The dark side of big data
Finally there is a dark side of big data. As mentioned earlier, big data techniques allows one to predict and change people’s behaviours. While this is not necessarily a bad thing (because it could help with disease prevention) but this technique could be used to change people’s behaviours for somebody else’s own personal needs. For example there have been various documented examples where big data techniques have been used to change people’s voting intensions.
How will General Data Protection Regulation (GPDR) impact big data?
GDPR is a new piece of EU regulation that went live 25 May 2018. Its purpose is to give individuals control over their personal data when used by organisations. Failure to comply could result in organisations being fined up to 4% of annual turnover or €20 million depending which is higher. As a result, organisations have had to implement governance frameworks to comply. (It is important to note that non-personal data is out of scope).
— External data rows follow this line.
//! Session lifecycle: `NoSession → Active → NoSession`.
//!
//! - **Data**: [`SessionRecord`], [`StartOutcome`], [`EndOutcome`]
//! - **Calculations**: activity parsing, duration
//! - **Actions**: state file and day-log writes

use std::{
    path::{Path, PathBuf},
    sync::Arc,
};

use chrono::{Local, NaiveDateTime};

use super::{
    record::{SessionRecord, SessionStatus},
    store::SessionStore,
};
use crate::{
    daylog::{elapsed_minutes, format_clock, format_duration, log_path, DayLog, NO_ACTIVITY},
    AgentId, Config, Error, Result,
};

type Clock = Arc<dyn Fn() -> NaiveDateTime + Send + Sync>;

// ═══════════════════════════════════════════════════════════════════════════
// DATA
// ═══════════════════════════════════════════════════════════════════════════

#[derive(Debug, Clone, PartialEq, Eq)]
pub struct StartOutcome {
    pub record: SessionRecord,
    pub entry_number: u32,
    pub log_path: PathBuf,
}

#[derive(Debug, Clone, PartialEq, Eq)]
pub struct EndOutcome {
    pub record: SessionRecord,
    pub duration_minutes: u32,
    pub log_updated: bool,
    /// Why the day log was left alone, when it was
    pub warning: Option<String>,
}

#[derive(Debug, Clone, PartialEq, Eq)]
pub struct ActiveSession {
    pub record: SessionRecord,
    pub elapsed_minutes: u32,
}

// ═══════════════════════════════════════════════════════════════════════════
// CALCULATIONS
// ═══════════════════════════════════════════════════════════════════════════

/// Activities separated by `;` or line breaks, trimmed, blanks dropped.
///
/// Other control characters become spaces so every activity stays on one
/// log line. With nothing given, non-quick ends record a placeholder.
pub fn parse_activities(raw: Option<&str>, quick: bool) -> Vec<String> {
    let given: Vec<String> = raw
        .map(|raw| {
            raw.split([';', '\n', '\r'])
                .map(|item| item.replace(char::is_control, " ").trim().to_string())
                .filter(|item| !item.is_empty())
                .collect()
        })
        .unwrap_or_default();

    if given.is_empty() && !quick {
        vec![NO_ACTIVITY.to_string()]
    } else {
        given
    }
}

// ═══════════════════════════════════════════════════════════════════════════
// ACTIONS
// ═══════════════════════════════════════════════════════════════════════════

/// Drives the session record and the day log together.
pub struct SessionManager {
    store: SessionStore,
    logs_root: PathBuf,
    project: String,
    clock: Clock,
}

impl SessionManager {
    pub fn new(store: SessionStore, logs_root: impl Into<PathBuf>, project: impl Into<String>) -> Self {
        Self {
            store,
            logs_root: logs_root.into(),
            project: project.into(),
            clock: Arc::new(|| Local::now().naive_local()),
        }
    }

    /// Manager for the working directory `root`; the project name is the
    /// directory name.
    pub fn from_config(config: &Config, root: &Path) -> Self {
        let project = root
            .file_name()
            .map_or_else(|| "unknown".to_string(), |name| name.to_string_lossy().into_owned());
        Self::new(
            SessionStore::new(config.session_state_path(root)),
            config.logs_path(root),
            project,
        )
    }

    /// Replace the local wall clock.
    #[must_use]
    pub fn with_clock(mut self, clock: impl Fn() -> NaiveDateTime + Send + Sync + 'static) -> Self {
        self.clock = Arc::new(clock);
        self
    }

    pub fn store(&self) -> &SessionStore {
        &self.store
    }

    pub fn logs_root(&self) -> &Path {
        &self.logs_root
    }

    fn now(&self) -> NaiveDateTime {
        (self.clock)()
    }

    /// Start a session for `agent`.
    ///
    /// # Errors
    ///
    /// - `Error::AlreadyActive` if a session is running
    /// - `Error::Io` if the state file or day log cannot be written; no
    ///   session is left active in that case
    pub fn start(&self, agent: AgentId) -> Result<StartOutcome> {
        if let Some(existing) = self.store.load()?.filter(SessionRecord::is_active) {
            return Err(Error::AlreadyActive {
                start_time: existing.start_time,
                agent: existing.agent.to_string(),
            });
        }

        let now = self.now();
        let record = SessionRecord::start(agent, self.project.clone(), now);
        self.store.save(&record)?;

        let path = log_path(&self.logs_root, record.date);
        let entry_number = match open_log_entry(&path, &record, now) {
            Ok(number) => number,
            Err(e) => {
                if let Err(clear_err) = self.store.clear() {
                    tracing::warn!(agent = %record.agent, "session record not rolled back: {clear_err}");
                }
                return Err(e);
            }
        };

        tracing::info!(
            agent = %record.agent,
            start = %record.start_time,
            entry = entry_number,
            "session started"
        );
        Ok(StartOutcome {
            record,
            entry_number,
            log_path: path,
        })
    }

    /// End the active session.
    ///
    /// A missing log or entry leaves the log untouched and is reported in
    /// [`EndOutcome::warning`]; the record is cleared either way.
    ///
    /// # Errors
    ///
    /// - `Error::NoActiveSession` if nothing is running
    /// - `Error::Io` if the state file cannot be removed
    pub fn end(&self, activities: Option<&str>, quick: bool) -> Result<EndOutcome> {
        let mut record = self
            .store
            .load()?
            .filter(SessionRecord::is_active)
            .ok_or(Error::NoActiveSession)?;

        let now = self.now();
        let minutes = elapsed_minutes(record.started_at, now);
        record.status = SessionStatus::Ended;
        record.end_time = Some(format_clock(now.time()));
        record.ended_at = Some(now);
        record.duration = Some(format_duration(minutes));
        record.activities = parse_activities(activities, quick);

        let logged = self.complete_log_entry(&record, now, minutes);
        self.store.clear()?;

        let (log_updated, warning) = match logged {
            Ok(()) => (true, None),
            Err(e) => {
                tracing::warn!(agent = %record.agent, "day log not updated: {e}");
                (false, Some(e.to_string()))
            }
        };

        tracing::info!(
            agent = %record.agent,
            duration = %format_duration(minutes),
            log_updated,
            "session ended"
        );
        Ok(EndOutcome {
            record,
            duration_minutes: minutes,
            log_updated,
            warning,
        })
    }

    fn complete_log_entry(&self, record: &SessionRecord, now: NaiveDateTime, minutes: u32) -> Result<()> {
        let path = log_path(&self.logs_root, record.date);
        let mut log = DayLog::load(&path)?
            .ok_or_else(|| Error::NotFound(format!("day log {}", path.display())))?;

        log.complete_session(
            record.start_clock(),
            &record.agent,
            now.time(),
            minutes,
            record.activities.clone(),
        )?;
        log.touch_footer(now);
        log.save(&path)
    }

    /// The running session with its elapsed time, if any.
    ///
    /// # Errors
    ///
    /// Returns `Error::Io` if the state file cannot be read.
    pub fn status(&self) -> Result<Option<ActiveSession>> {
        let now = self.now();
        Ok(self
            .store
            .load()?
            .filter(SessionRecord::is_active)
            .map(|record| ActiveSession {
                elapsed_minutes: elapsed_minutes(record.started_at, now),
                record,
            }))
    }
}

fn open_log_entry(path: &Path, record: &SessionRecord, now: NaiveDateTime) -> Result<u32> {
    let mut log = DayLog::load(path)?.unwrap_or_else(|| DayLog::new(record.date, &record.project));
    let entry_number = log.start_session(record.start_clock(), record.agent.clone());
    log.touch_footer(now);
    log.save(path)?;
    Ok(entry_number)
}

impl std::fmt::Debug for SessionManager {
    fn fmt(&self, f: &mut std::fmt::Formatter<'_>) -> std::fmt::Result {
        f.debug_struct("SessionManager")
            .field("store", &self.store)
            .field("logs_root", &self.logs_root)
            .field("project", &self.project)
            .finish_non_exhaustive()
    }
}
While the long term impact on big data is unclear, it is safe to say there are immediate challenges. Organisations are investigating approaches to ensure they obtain the benefits of big data but comply with GDPR. For example (a) anonymising personal data (b) only holding personal data for the minimum period required to process (c) only collecting minimum the data attributes required, (d) including privacy notices to clearly state what the data is being used for and (e) ensuring data is collected by 'opt-in’ only.
What is the future of big data?
Big data definitely has a massive future going forward and will no doubt provide a great benefit to society. However it is important that one does not underestimate the implementation challenges posed, the regulatory risks as well as the dark side of big data.